This handbook combines historical survey and practical instruction in handwriting, calligraphy, illumination, and formal lettering, explaining how letterforms emerged from tools and materials and outlining their development and variations. It presents technical guidance on pen and brush use, stroke construction, spacing, proportion, and layout, illustrated with diagrams and examples. Chapters address illumination techniques, colour application, and ornamental design tied to workmanship and material choice. Emphasizing apprenticeship, measured practice, and the integration of design with craft, it aims to teach both aesthetic principles and workshop methods so readers can develop accurate, consistent letterforms and refined decorative work.

MASSED WRITING
(Lines near together.)
FINE WRITING
(Lines spaced and separated.)
Has an effect of richness, depending on tone of mass and close, even spacing. Has an effect of elegance, depending on form of letters and distinct arrangement of lines.
Simple method (for ordinary use); saving of time and space, suited for long inscriptions or small spaces. Refined method (for special use); lavish of space and time, suited for large spaces or short inscriptions.
Lines generally of equal length, or if some fall short, end-fillings may be used—gaps are avoided if possible. Lines may be of unequal length, giving irregular, right-hand edge, as in poetry (see p. 263)—gaps allowed on either side.[p263]
Ascending and descending stems—medium or short: serifs simple, and not strongly marked. Stems—medium or long: long stems often a marked feature, ending in carefully made heads and feed, or flourishes.
Suited for slanted-pen forms of “gothic” tendency, and heavy, black writing (example, “black letter”).* Suited for straight and slanted pen forms of “roman” tendency, and slender, light writing (example, “Italic”).*
Requires generally contrasts of colour or weight (p. 330), and will bear more and heavier illumination (Line-fillings, Initials, Borders, &c.). Allows variety in size of Letters (see pp. 298, 328): its typical treatment is as plain, fine lettering—better without heavy Borders, &c. (p. 299).
* Note.—Both modes are suited for Roman Capitals and Small-Letters.
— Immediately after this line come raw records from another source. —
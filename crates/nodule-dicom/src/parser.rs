//! DICOM头部解析
//!
//! 只读取像素数据之前的数据集，提取工作列表和查看器需要的标签。

use dicom::core::Tag;
use dicom::dictionary_std::tags;
use dicom::object::{DefaultDicomObject, OpenFileOptions};
use nodule_core::{NoduleError, Result};
use serde::Serialize;
use std::path::Path;
use tracing::{debug, warn};

use crate::presets::WindowPreset;

/// 文件前导区长度
const PREAMBLE_LEN: usize = 128;
const DICM_MAGIC: &[u8; 4] = b"DICM";

/// 判断字节内容是否为带前导区的DICOM Part 10文件
pub fn is_dicom(bytes: &[u8]) -> bool {
    bytes.len() >= PREAMBLE_LEN + DICM_MAGIC.len()
        && &bytes[PREAMBLE_LEN..PREAMBLE_LEN + DICM_MAGIC.len()] == DICM_MAGIC
}

/// 解析DICOM年龄字符串（AS），仅支持以年为单位，例如 "045Y" -> 45
pub fn parse_patient_age(value: &str) -> Option<i32> {
    let digits = value.trim().strip_suffix(['Y', 'y'])?;
    if digits.is_empty() || !digits.chars().all(|c| c.is_ascii_digit()) {
        return None;
    }
    digits.parse().ok()
}

/// 从DICOM文件提取的头部信息
#[derive(Debug, Clone, Default, PartialEq, Serialize)]
pub struct DicomHeader {
    pub patient_name: Option<String>,
    pub patient_id: Option<String>,
    pub patient_age: Option<String>,
    pub patient_sex: Option<String>,
    pub study_date: Option<String>,
    pub study_description: Option<String>,
    pub series_description: Option<String>,
    pub modality: Option<String>,
    pub instance_number: Option<i32>,
    pub slice_location: Option<f64>,
    pub rows: Option<i32>,
    pub columns: Option<i32>,
    pub window_center: Option<f64>,
    pub window_width: Option<f64>,
}

impl DicomHeader {
    /// 读取文件直到像素数据并提取头部
    pub fn from_file<P: AsRef<Path>>(path: P) -> Result<Self> {
        let path = path.as_ref();
        debug!("Reading DICOM header from {:?}", path);

        let obj = OpenFileOptions::new()
            .read_until(tags::PIXEL_DATA)
            .open_file(path)
            .map_err(|e| {
                warn!("Failed to parse DICOM file {:?}: {}", path, e);
                NoduleError::Dicom(format!("Unable to parse DICOM file {}: {}", path.display(), e))
            })?;

        Ok(Self::from_object(&obj))
    }

    fn from_object(obj: &DefaultDicomObject) -> Self {
        Self {
            patient_name: string_element(obj, tags::PATIENT_NAME),
            patient_id: string_element(obj, tags::PATIENT_ID),
            patient_age: string_element(obj, tags::PATIENT_AGE),
            patient_sex: string_element(obj, tags::PATIENT_SEX),
            study_date: string_element(obj, tags::STUDY_DATE),
            study_description: string_element(obj, tags::STUDY_DESCRIPTION),
            series_description: string_element(obj, tags::SERIES_DESCRIPTION),
            modality: string_element(obj, tags::MODALITY),
            instance_number: int_element(obj, tags::INSTANCE_NUMBER),
            slice_location: float_element(obj, tags::SLICE_LOCATION),
            rows: int_element(obj, tags::ROWS),
            columns: int_element(obj, tags::COLUMNS),
            window_center: float_element(obj, tags::WINDOW_CENTER),
            window_width: float_element(obj, tags::WINDOW_WIDTH),
        }
    }

    /// 患者年龄（岁）
    pub fn age_years(&self) -> Option<i32> {
        self.patient_age.as_deref().and_then(parse_patient_age)
    }

    /// 可读的患者姓名，"Family^Given" 转为 "Given Family"
    pub fn display_name(&self) -> Option<String> {
        let raw = self.patient_name.as_deref()?;
        let mut parts = raw.split('^').map(str::trim);
        let family = parts.next().unwrap_or_default();
        let given = parts.next().unwrap_or_default();

        let name = match (given.is_empty(), family.is_empty()) {
            (false, false) => format!("{} {}", given, family),
            (true, false) => family.to_string(),
            (false, true) => given.to_string(),
            (true, true) => return None,
        };
        Some(name)
    }

    /// 文件自带窗宽窗位时使用文件值，否则使用肺窗
    pub fn default_window(&self) -> WindowPreset {
        match (self.window_center, self.window_width) {
            (Some(center), Some(width)) if width > 0.0 => WindowPreset { name: "Default", center, width },
            _ => WindowPreset::LUNG,
        }
    }
}

fn string_element(obj: &DefaultDicomObject, tag: Tag) -> Option<String> {
    let value = obj.element(tag).ok()?.to_str().ok()?;
    let value = value.trim_end_matches(['\0', ' ']).trim();
    if value.is_empty() {
        None
    } else {
        Some(value.to_string())
    }
}

fn int_element(obj: &DefaultDicomObject, tag: Tag) -> Option<i32> {
    obj.element(tag).ok()?.to_int::<i32>().ok()
}

fn float_element(obj: &DefaultDicomObject, tag: Tag) -> Option<f64> {
    obj.element(tag).ok()?.to_float64().ok()
}
//! # 工作流模块
//!
//! 提供检查生命周期和阅片流程相关的业务规则，包括：
//! - 检查状态机：pending/completed 状态转换与审阅约束
//! - 工作列表：未出报告检查的优先级、过滤和统计
//! - 历史检查：已出报告的检查及其报告编号
//! - 报告组装：根据检查和结节生成报告记录

pub mod report;
pub mod state_machine;
pub mod worklist;

// 重新导出主要类型
pub use report::{ReportBuilder, ReportRequest};
pub use state_machine::{StudyEvent, StudyStateMachine};
pub use worklist::{
    DateRange, DisplayStatus, PastStudy, WorkItem, WorkItemPriority, WorkList, WorkListFilter,
    WorkListManager, WorkListStats,
};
These two modes may not have been recognised by the ancient letter-craftsmen: their comparison here is intended chiefly as a stimulus to definite thought, not as a hard-and-fast division of two “styles”; for there may be any number of possible compromises between them. In practice, however, it will be found convenient to distinguish them as two modes of treating LINES OF WRITING which produce markedly different effects, the one, as it were, of COLOUR, the other of FORM.

Plates XI., XIII., XIV., XV., XVII. may be taken as examples of “Massed Writing,” Plates IV., V., VI., VII., IX., (XXI.) of “Fine Writing”; the other plates suggest compromises between the two.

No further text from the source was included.